I would imagine a lot of people (falsely) assume that it would be easy to plop people into power plants to keep them running, but harder to replace doctors.
My completely unknowledgeable take is that if we had to pick and choose people for the post apocalypse job hunt, we would want way more mechanics and engineers than doctors. Doctors need a lot of hard to obtain stuff to do the most doctor-ey part of their jobs, and if we aren't worried about laws and regulations, then we don't need them for things like prescriptions.
Most of what they would be needed for in that scenario to me seems like emergency care, like first aid, which you don't really need all the superfluous med school training for.
Meanwhile, the hydroelectric dam that the new post apocalypse group is forming at needs a lot of varied disciplines and specialties just to keep it running.
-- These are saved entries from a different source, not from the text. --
mod canvas;
mod frame;
mod null_renderer;
mod png_renderer;
mod primitives;

pub use canvas::Canvas;
pub use frame::{PlotFrame, PlotKind};
pub use null_renderer::NullRenderer;
pub use png_renderer::PngRenderer;
pub use primitives::{AxisTick, Color};

use crate::error::MosaicResult;

/// Contract implemented by any plotting surface.
///
/// Surfaces receive a fully composed `PlotFrame`, so display code stays
/// isolated from loading, ordering and layout.
pub trait Renderer {
    fn render(&mut self, frame: &PlotFrame) -> MosaicResult<()>;
}
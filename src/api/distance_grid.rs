use image::RgbImage;
use tracing::debug;

use crate::api::hue::{DEFAULT_HUE_ALPHA, tint_by_category};
use crate::api::mosaic::images_to_mosaic;
use crate::api::scatter::{DEFAULT_SCATTER_IMAGE_SIZE, unit_points};
use crate::api::Plotter;
use crate::core::{ImageSize, assign_nearest_available, table_size, unit_grid_points};
use crate::data::{Category, DataTable, Variable};
use crate::error::{MosaicError, MosaicResult};
use crate::io::ImageSource;
use crate::render::{Color, PlotFrame, PlotKind, Renderer};

/// Snaps images onto a square grid so nearby `(x, y)` points stay nearby.
///
/// Grid cells are filled in row-major order, each with the closest image
/// not yet placed. Cells left over once every image is placed keep the
/// background.
pub fn images_to_distance_grid(
    images: &[RgbImage],
    x: &[f64],
    y: &[f64],
    background: Color,
) -> MosaicResult<RgbImage> {
    if images.is_empty() {
        return Err(MosaicError::NoImages);
    }
    let points = unit_points(x, y, images.len())?;
    let side = table_size(images.len())? as usize;
    let order = assign_nearest_available(&unit_grid_points(side), &points)?;

    debug!(images = images.len(), side, "assigned images to grid cells");
    let arranged: Vec<RgbImage> = order.iter().map(|&index| images[index].clone()).collect();
    images_to_mosaic(&arranged, background)
}

#[derive(Debug, Clone, PartialEq)]
pub struct DistanceGridOptions {
    pub x: Variable,
    pub y: Variable,
    pub images: ImageSource,
    pub hue: Option<Category>,
    pub hue_alpha: f64,
    pub image_size: Option<ImageSize>,
}

impl DistanceGridOptions {
    #[must_use]
    pub fn new(x: impl Into<Variable>, y: impl Into<Variable>) -> Self {
        Self {
            x: x.into(),
            y: y.into(),
            images: ImageSource::default(),
            hue: None,
            hue_alpha: DEFAULT_HUE_ALPHA,
            image_size: Some(ImageSize::square(DEFAULT_SCATTER_IMAGE_SIZE)),
        }
    }

    #[must_use]
    pub fn with_images(mut self, images: impl Into<ImageSource>) -> Self {
        self.images = images.into();
        self
    }

    #[must_use]
    pub fn with_hue(mut self, hue: impl Into<Category>) -> Self {
        self.hue = Some(hue.into());
        self
    }

    #[must_use]
    pub fn with_hue_alpha(mut self, hue_alpha: f64) -> Self {
        self.hue_alpha = hue_alpha;
        self
    }

    #[must_use]
    pub fn with_image_size(mut self, image_size: ImageSize) -> Self {
        self.image_size = Some(image_size);
        self
    }
}

impl<R: Renderer> Plotter<R> {
    /// Mosaic whose layout approximates the `(x, y)` embedding of the images.
    pub fn distance_grid(
        &mut self,
        data: Option<&DataTable>,
        options: DistanceGridOptions,
    ) -> MosaicResult<PlotFrame> {
        let x = options.x.resolve_numeric(data)?;
        let y = options.y.resolve_numeric(data)?;

        let mut images = self.load(data, &options.images, options.image_size)?;
        if let Some(hue) = &options.hue {
            let labels = hue.resolve(data)?;
            images = tint_by_category(&images, &labels, options.hue_alpha, self.config().n_jobs)?;
        }

        let image = images_to_distance_grid(&images, &x, &y, self.config().background)?;
        self.present(PlotFrame::new(PlotKind::DistanceGrid, image))
    }
}
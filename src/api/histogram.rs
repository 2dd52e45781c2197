use image::RgbImage;
use tracing::debug;

use crate::api::plotter::{check_row_count, pick_rows};
use crate::api::scatter::DEFAULT_SCATTER_IMAGE_SIZE;
use crate::api::{Plotter, SortKey};
use crate::core::{BinSpec, Histogram, ImageSize, TileOffset, argsort_descending};
use crate::data::{DEFAULT_SEED, DataTable, Variable, sample_indices};
use crate::error::{MosaicError, MosaicResult};
use crate::io::ImageSource;
use crate::render::{Canvas, Color, PlotFrame, PlotKind, Renderer};

/// Histogram of `x` drawn with the images themselves.
///
/// Each bin is a column one tile wide; its images stack upward from the
/// bottom edge. With `sort_keys`, the largest key of a bin sits at the
/// bottom.
pub fn images_to_histogram(
    images: &[RgbImage],
    x: &[f64],
    bins: BinSpec,
    sort_keys: Option<&[f64]>,
    background: Color,
) -> MosaicResult<RgbImage> {
    let first = images.first().ok_or(MosaicError::NoImages)?;
    if x.len() != images.len() {
        return Err(MosaicError::InvalidData(format!(
            "histogram has {} values for {} images",
            x.len(),
            images.len()
        )));
    }
    if let Some(keys) = sort_keys.filter(|keys| keys.len() != images.len()) {
        return Err(MosaicError::InvalidData(format!(
            "histogram sort key has {} values for {} images",
            keys.len(),
            images.len()
        )));
    }

    let tile = ImageSize::of(first);
    let histogram = Histogram::from_values(x, bins)?;
    let width = bins_extent(tile.width, histogram.n_bins())?;
    let height = bins_extent(tile.height, histogram.max_count())?;
    let mut canvas = Canvas::blank(ImageSize::new(width, height), background)?;

    for bin in 0..histogram.n_bins() {
        let mut members = histogram.members(bin);
        if let Some(keys) = sort_keys {
            let bin_keys: Vec<f64> = members.iter().map(|&index| keys[index]).collect();
            members = argsort_descending(&bin_keys)
                .into_iter()
                .map(|position| members[position])
                .collect();
        }

        let left = tile.width * bin as u32;
        for (level, &index) in members.iter().enumerate() {
            let top = height - tile.height * (level as u32 + 1);
            canvas.paste(index, &images[index], tile, TileOffset::new(left, top))?;
        }
    }

    debug!(
        images = images.len(),
        bins = histogram.n_bins(),
        max_count = histogram.max_count(),
        canvas = %canvas.size(),
        "composed image histogram"
    );
    Ok(canvas.into_image())
}

fn bins_extent(tile: u32, count: usize) -> MosaicResult<u32> {
    u32::try_from(count)
        .ok()
        .and_then(|count| count.checked_mul(tile))
        .ok_or_else(|| MosaicError::InvalidData(format!("histogram extent overflows: {count} tiles")))
}

#[derive(Debug, Clone, PartialEq)]
pub struct HistogramOptions {
    pub x: Variable,
    pub images: ImageSource,
    /// Order inside each bin, largest at the bottom.
    pub sort_by: Option<SortKey>,
    pub bins: BinSpec,
    pub n_samples: Option<usize>,
    pub seed: u64,
    pub image_size: Option<ImageSize>,
}

impl HistogramOptions {
    #[must_use]
    pub fn new(x: impl Into<Variable>) -> Self {
        Self {
            x: x.into(),
            images: ImageSource::default(),
            sort_by: None,
            bins: BinSpec::default(),
            n_samples: None,
            seed: DEFAULT_SEED,
            image_size: Some(ImageSize::square(DEFAULT_SCATTER_IMAGE_SIZE)),
        }
    }

    #[must_use]
    pub fn with_images(mut self, images: impl Into<ImageSource>) -> Self {
        self.images = images.into();
        self
    }

    #[must_use]
    pub fn with_sort_by(mut self, sort_by: impl Into<SortKey>) -> Self {
        self.sort_by = Some(sort_by.into());
        self
    }

    #[must_use]
    pub fn with_bins(mut self, bins: BinSpec) -> Self {
        self.bins = bins;
        self
    }

    #[must_use]
    pub fn with_n_samples(mut self, n_samples: usize) -> Self {
        self.n_samples = Some(n_samples);
        self
    }

    #[must_use]
    pub fn with_seed(mut self, seed: u64) -> Self {
        self.seed = seed;
        self
    }

    #[must_use]
    pub fn with_image_size(mut self, image_size: ImageSize) -> Self {
        self.image_size = Some(image_size);
        self
    }
}

impl<R: Renderer> Plotter<R> {
    /// Histogram of `x` whose bars are stacks of the binned images.
    pub fn image_histogram(
        &mut self,
        data: Option<&DataTable>,
        options: HistogramOptions,
    ) -> MosaicResult<PlotFrame> {
        let x = options.x.resolve_numeric(data)?;
        let rows = match options.n_samples {
            Some(n) if n < x.len() => sample_indices(x.len(), n, options.seed),
            _ => (0..x.len()).collect(),
        };
        let all_keys = match &options.sort_by {
            Some(key) => key.data_keys(data)?,
            None => None,
        };
        if let Some(all) = &all_keys {
            check_row_count("sort key", all.len(), x.len())?;
        }

        let images =
            self.load_rows(data, &options.images, options.image_size, x.len(), &rows)?;
        let x = pick_rows(&x, &rows)?;

        let sort_keys = match (&options.sort_by, all_keys) {
            (None, _) => None,
            // data-backed keys cover every row, so narrow them to the sample
            (Some(_), Some(all)) => Some(pick_rows(&all, &rows)?),
            (Some(key), None) => Some(key.keys(data, &images, self.config().n_jobs)?),
        };

        let image = images_to_histogram(
            &images,
            &x,
            options.bins,
            sort_keys.as_deref(),
            self.config().background,
        )?;
        self.present(PlotFrame::new(PlotKind::Histogram, image))
    }
}
use image::RgbImage;
use serde::{Deserialize, Serialize};
use tracing::warn;

use crate::core::{apply_order, argsort, argsort_descending};
use crate::data::{Category, Column, DataTable};
use crate::error::{MosaicError, MosaicResult};
use crate::features::{HsvFeature, extract_hsv_feature};

/// What images are ordered by.
#[derive(Debug, Clone, PartialEq, Serialize, Deserialize)]
pub enum SortKey {
    /// Per-image colour statistic computed from the pixels.
    Hsv(HsvFeature),
    /// Data column; text columns sort lexicographically.
    Column(String),
    /// One key per image.
    Values(Vec<f64>),
}

impl SortKey {
    /// Canonical HSV feature names map to [`SortKey::Hsv`], anything else
    /// names a column.
    #[must_use]
    pub fn parse(name: &str) -> Self {
        name.parse::<HsvFeature>()
            .map_or_else(|_| Self::Column(name.to_owned()), Self::Hsv)
    }

    /// Keys that come from data rather than pixels; `None` for HSV keys.
    pub fn data_keys(&self, data: Option<&DataTable>) -> MosaicResult<Option<Vec<f64>>> {
        match self {
            Self::Hsv(_) => Ok(None),
            Self::Values(values) => Ok(Some(values.clone())),
            Self::Column(name) => {
                let table = data.ok_or_else(|| MosaicError::UnknownSortKey(name.clone()))?;
                match table.column(name) {
                    Some(Column::Numeric(values)) => Ok(Some(values.clone())),
                    Some(Column::Text(_)) => Ok(Some(
                        Category::Column(name.clone())
                            .resolve(Some(table))?
                            .codes
                            .into_iter()
                            .map(|code| code as f64)
                            .collect(),
                    )),
                    None => Err(MosaicError::UnknownSortKey(name.clone())),
                }
            }
        }
    }

    /// One numeric key per image.
    pub fn keys(
        &self,
        data: Option<&DataTable>,
        images: &[RgbImage],
        n_jobs: i32,
    ) -> MosaicResult<Vec<f64>> {
        let keys = match (self, self.data_keys(data)?) {
            (_, Some(keys)) => keys,
            (Self::Hsv(feature), None) => extract_hsv_feature(images, *feature, n_jobs)?,
            (_, None) => Vec::new(),
        };

        if keys.len() != images.len() {
            return Err(MosaicError::InvalidData(format!(
                "sort key has {} values for {} images",
                keys.len(),
                images.len()
            )));
        }
        Ok(keys)
    }

    /// Index permutation that orders `images` by this key.
    pub fn order(
        &self,
        data: Option<&DataTable>,
        images: &[RgbImage],
        n_jobs: i32,
        descending: bool,
    ) -> MosaicResult<Vec<usize>> {
        if images.is_empty() {
            warn!("sorting an empty image set");
        }
        let keys = self.keys(data, images, n_jobs)?;
        Ok(if descending {
            argsort_descending(&keys)
        } else {
            argsort(&keys)
        })
    }

    /// Sorts `images` ascending by this key.
    pub fn sort_images(
        &self,
        data: Option<&DataTable>,
        images: Vec<RgbImage>,
        n_jobs: i32,
    ) -> MosaicResult<Vec<RgbImage>> {
        let order = self.order(data, &images, n_jobs, false)?;
        Ok(apply_order(images, &order))
    }
}

impl From<HsvFeature> for SortKey {
    fn from(feature: HsvFeature) -> Self {
        Self::Hsv(feature)
    }
}

impl From<&str> for SortKey {
    fn from(name: &str) -> Self {
        Self::parse(name)
    }
}

impl From<Vec<f64>> for SortKey {
    fn from(values: Vec<f64>) -> Self {
        Self::Values(values)
    }
}
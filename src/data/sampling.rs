use rand::SeedableRng;
use rand::rngs::StdRng;
use rand::seq::index;
use tracing::debug;

use crate::data::DataTable;
use crate::error::MosaicResult;

/// Default seed shared by every sampling entry point.
pub const DEFAULT_SEED: u64 = 123;

/// Seeded sample of `n` distinct indices out of `len`, in draw order.
///
/// Returns every index in order when `n >= len`.
#[must_use]
pub fn sample_indices(len: usize, n: usize, seed: u64) -> Vec<usize> {
    if n >= len {
        return (0..len).collect();
    }
    let mut rng = StdRng::seed_from_u64(seed);
    index::sample(&mut rng, len, n).into_vec()
}

impl DataTable {
    /// Random subset of `n` rows without replacement; the whole table when
    /// `n` is at least the row count.
    pub fn sample(&self, n: usize, seed: u64) -> MosaicResult<Self> {
        if n >= self.len() {
            return Ok(self.clone());
        }
        debug!(rows = self.len(), n, seed, "sampling table rows");
        self.take_rows(&sample_indices(self.len(), n, seed))
    }
}

#[cfg(test)]
mod tests {
    use super::sample_indices;
    use crate::data::DataTable;

    #[test]
    fn sampling_is_deterministic_and_distinct() {
        let a = sample_indices(100, 10, 7);
        let b = sample_indices(100, 10, 7);
        assert_eq!(a, b);
        let mut sorted = a.clone();
        sorted.sort_unstable();
        sorted.dedup();
        assert_eq!(sorted.len(), 10);
    }

    #[test]
    fn oversized_sample_is_identity() {
        assert_eq!(sample_indices(3, 5, 1), vec![0, 1, 2]);
        let table = DataTable::new().with_numeric("x", vec![1.0, 2.0]).expect("x");
        assert_eq!(table.sample(10, 1).expect("sample"), table);
    }
}
pub mod color;
pub mod hsv;

pub use color::{color_image, hue_palette};
pub use hsv::{
    Background, HsvFeature, HsvOptions, HsvStatistic, extract_hsv_feature, extract_hsv_stats,
    hsv_stats, hsv_to_rgb, rgb_to_hsv,
};
use std::path::{Path, PathBuf};

use tracing::debug;

use crate::error::{MosaicError, MosaicResult};
use crate::render::{PlotFrame, Renderer};

/// Writes every rendered frame to one image file.
///
/// The format follows the file extension; each render overwrites the file.
#[derive(Debug, Clone)]
pub struct PngRenderer {
    path: PathBuf,
    frames_written: usize,
}

impl PngRenderer {
    #[must_use]
    pub fn new(path: impl Into<PathBuf>) -> Self {
        Self {
            path: path.into(),
            frames_written: 0,
        }
    }

    #[must_use]
    pub fn path(&self) -> &Path {
        &self.path
    }

    #[must_use]
    pub fn frames_written(&self) -> usize {
        self.frames_written
    }
}

impl Renderer for PngRenderer {
    fn render(&mut self, frame: &PlotFrame) -> MosaicResult<()> {
        frame.validate()?;
        frame
            .image
            .save(&self.path)
            .map_err(|source| MosaicError::ImageEncode {
                path: self.path.clone(),
                source,
            })?;
        self.frames_written += 1;
        debug!(path = %self.path.display(), size = %frame.size(), "wrote plot frame");
        Ok(())
    }
}
pub mod assignment;
pub mod bars;
pub mod binning;
pub mod layout;
pub mod ordering;
pub mod scale;
pub mod scatter;
pub mod types;

pub use assignment::{assign_nearest_available, unit_grid_points};
pub use bars::{BarLayout, split_rows};
pub use binning::{BinSpec, Histogram, MAX_BINS};
pub use layout::{GridLayout, table_size};
pub use ordering::{apply_order, argsort, argsort_descending};
pub use scale::{UnitScale, minmax_scale};
pub use scatter::{ScatterLayout, declutter};
pub use types::{ImageSize, TileOffset};
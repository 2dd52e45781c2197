use serde::{Deserialize, Serialize};

use crate::error::{MosaicError, MosaicResult};

/// Largest bin count a histogram may use.
pub const MAX_BINS: usize = 4096;

/// How histogram bin edges are chosen.
#[derive(Debug, Clone, Copy, PartialEq, Eq, Serialize, Deserialize)]
pub enum BinSpec {
    /// Fixed number of equal-width bins over the data range.
    Count(usize),
    /// Bin width `2 * IQR / n^(1/3)`.
    FreedmanDiaconis,
}

impl Default for BinSpec {
    fn default() -> Self {
        Self::Count(30)
    }
}

/// Equal-width binning of a sample.
///
/// Every bin is half-open `[left, right)` except the last, which also
/// contains the maximum.
#[derive(Debug, Clone, PartialEq)]
pub struct Histogram {
    edges: Vec<f64>,
    assignments: Vec<usize>,
    counts: Vec<usize>,
}

impl Histogram {
    pub fn from_values(values: &[f64], spec: BinSpec) -> MosaicResult<Self> {
        if values.is_empty() {
            return Err(MosaicError::InvalidData(
                "cannot bin an empty sample".to_owned(),
            ));
        }
        if values.iter().any(|value| !value.is_finite()) {
            return Err(MosaicError::InvalidData(
                "histogram values must be finite".to_owned(),
            ));
        }

        let mut min = values.iter().copied().fold(f64::INFINITY, f64::min);
        let mut max = values.iter().copied().fold(f64::NEG_INFINITY, f64::max);
        if min == max {
            min -= 0.5;
            max += 0.5;
        }

        let n_bins = match spec {
            BinSpec::Count(0) => {
                return Err(MosaicError::InvalidData(
                    "bin count must be > 0".to_owned(),
                ));
            }
            BinSpec::Count(n) => n,
            BinSpec::FreedmanDiaconis => freedman_diaconis_bins(values, min, max)?,
        };
        if n_bins > MAX_BINS {
            return Err(MosaicError::InvalidData(format!(
                "{n_bins} bins exceeds the limit of {MAX_BINS}"
            )));
        }

        let width = (max - min) / n_bins as f64;
        let edges: Vec<f64> = (0..=n_bins)
            .map(|i| if i == n_bins { max } else { min + width * i as f64 })
            .collect();

        let mut counts = vec![0usize; n_bins];
        let assignments: Vec<usize> = values
            .iter()
            .map(|&value| {
                let raw = ((value - min) / width).floor();
                let bin = if raw < 0.0 { 0 } else { (raw as usize).min(n_bins - 1) };
                counts[bin] += 1;
                bin
            })
            .collect();

        Ok(Self {
            edges,
            assignments,
            counts,
        })
    }

    #[must_use]
    pub fn n_bins(&self) -> usize {
        self.counts.len()
    }

    #[must_use]
    pub fn edges(&self) -> &[f64] {
        &self.edges
    }

    #[must_use]
    pub fn counts(&self) -> &[usize] {
        &self.counts
    }

    #[must_use]
    pub fn max_count(&self) -> usize {
        self.counts.iter().copied().max().unwrap_or(0)
    }

    /// Bin index of each input value, in input order.
    #[must_use]
    pub fn assignments(&self) -> &[usize] {
        &self.assignments
    }

    /// Input indices falling into `bin`, in input order.
    #[must_use]
    pub fn members(&self, bin: usize) -> Vec<usize> {
        self.assignments
            .iter()
            .enumerate()
            .filter_map(|(index, &assigned)| (assigned == bin).then_some(index))
            .collect()
    }
}

fn freedman_diaconis_bins(values: &[f64], min: f64, max: f64) -> MosaicResult<usize> {
    let mut sorted = values.to_vec();
    sorted.sort_by(f64::total_cmp);
    let iqr = percentile(&sorted, 75.0) - percentile(&sorted, 25.0);
    let width = 2.0 * iqr / (sorted.len() as f64).cbrt();
    if width <= 0.0 {
        return Ok(1);
    }

    // compare before the cast, which saturates
    let bins = ((max - min) / width).ceil();
    if bins > MAX_BINS as f64 {
        return Err(MosaicError::InvalidData(format!(
            "Freedman-Diaconis rule asks for {bins} bins, limit is {MAX_BINS}"
        )));
    }
    Ok((bins as usize).max(1))
}

/// Linear-interpolated percentile over a sorted sample.
fn percentile(sorted: &[f64], q: f64) -> f64 {
    let rank = q / 100.0 * (sorted.len() - 1) as f64;
    let lower = rank.floor() as usize;
    let upper = rank.ceil() as usize;
    let fraction = rank - lower as f64;
    sorted[lower] + (sorted[upper] - sorted[lower]) * fraction
}

#[cfg(test)]
mod tests {
    use super::{BinSpec, Histogram, MAX_BINS};
    use crate::error::MosaicError;

    #[test]
    fn maximum_lands_in_last_bin() {
        let hist = Histogram::from_values(&[0.0, 1.0, 2.0, 3.0, 4.0], BinSpec::Count(2))
            .expect("histogram");
        assert_eq!(hist.counts(), &[2, 3]);
        assert_eq!(hist.assignments(), &[0, 0, 1, 1, 1]);
        assert_eq!(hist.max_count(), 3);
    }

    #[test]
    fn constant_sample_uses_unit_range() {
        let hist = Histogram::from_values(&[5.0, 5.0], BinSpec::Count(4)).expect("histogram");
        assert_eq!(hist.edges().first().copied(), Some(4.5));
        assert_eq!(hist.edges().last().copied(), Some(5.5));
        assert_eq!(hist.counts().iter().sum::<usize>(), 2);
    }

    #[test]
    fn freedman_diaconis_collapses_zero_iqr() {
        let hist = Histogram::from_values(&[1.0, 1.0, 1.0, 1.0, 9.0], BinSpec::FreedmanDiaconis)
            .expect("histogram");
        assert_eq!(hist.n_bins(), 1);
    }

    #[test]
    fn zero_bins_is_rejected() {
        assert!(Histogram::from_values(&[1.0], BinSpec::Count(0)).is_err());
    }

    #[test]
    fn outlier_cannot_explode_the_bin_count() {
        let values: Vec<f64> = (0..100).map(f64::from).chain([1e15]).collect();
        let err = Histogram::from_values(&values, BinSpec::FreedmanDiaconis)
            .expect_err("too many bins");
        assert!(matches!(err, MosaicError::InvalidData(_)));
    }

    #[test]
    fn explicit_bin_count_is_bounded() {
        assert!(Histogram::from_values(&[0.0, 1.0], BinSpec::Count(MAX_BINS)).is_ok());
        assert!(Histogram::from_values(&[0.0, 1.0], BinSpec::Count(MAX_BINS + 1)).is_err());
    }
}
I assume this is why we hear about foreign actors targeting power stations more than hospitals.
Without power all those hospitals are nearly useless. Sure there are backup generators but they only run the bare minimum and only for so long.
Disable the power grid and the affects will be catastrophic on any developed nation. All the food will be spoiled within a few days to a few weeks. No business will be able to run including gas stations. Most communication will be down.
The whole area grinds to a halt untill power can be restored. Do enough damage to take out the power for a week to a large city and the damage will be incalculable. Not to mention the lives lost in that time.
This is also why GWB tried to redo the US electrical grid but failed. It is a huge target that needs to be updated.
I'm honestly surprised that cleaner and garbage collector are as high up there on the list as they are because those seem to be jobs that society generally looks down on.
At least the graphic has that going for it.
Wonder if it was a poll during 2020. COVID really highlighted cleaners' jobs as essential.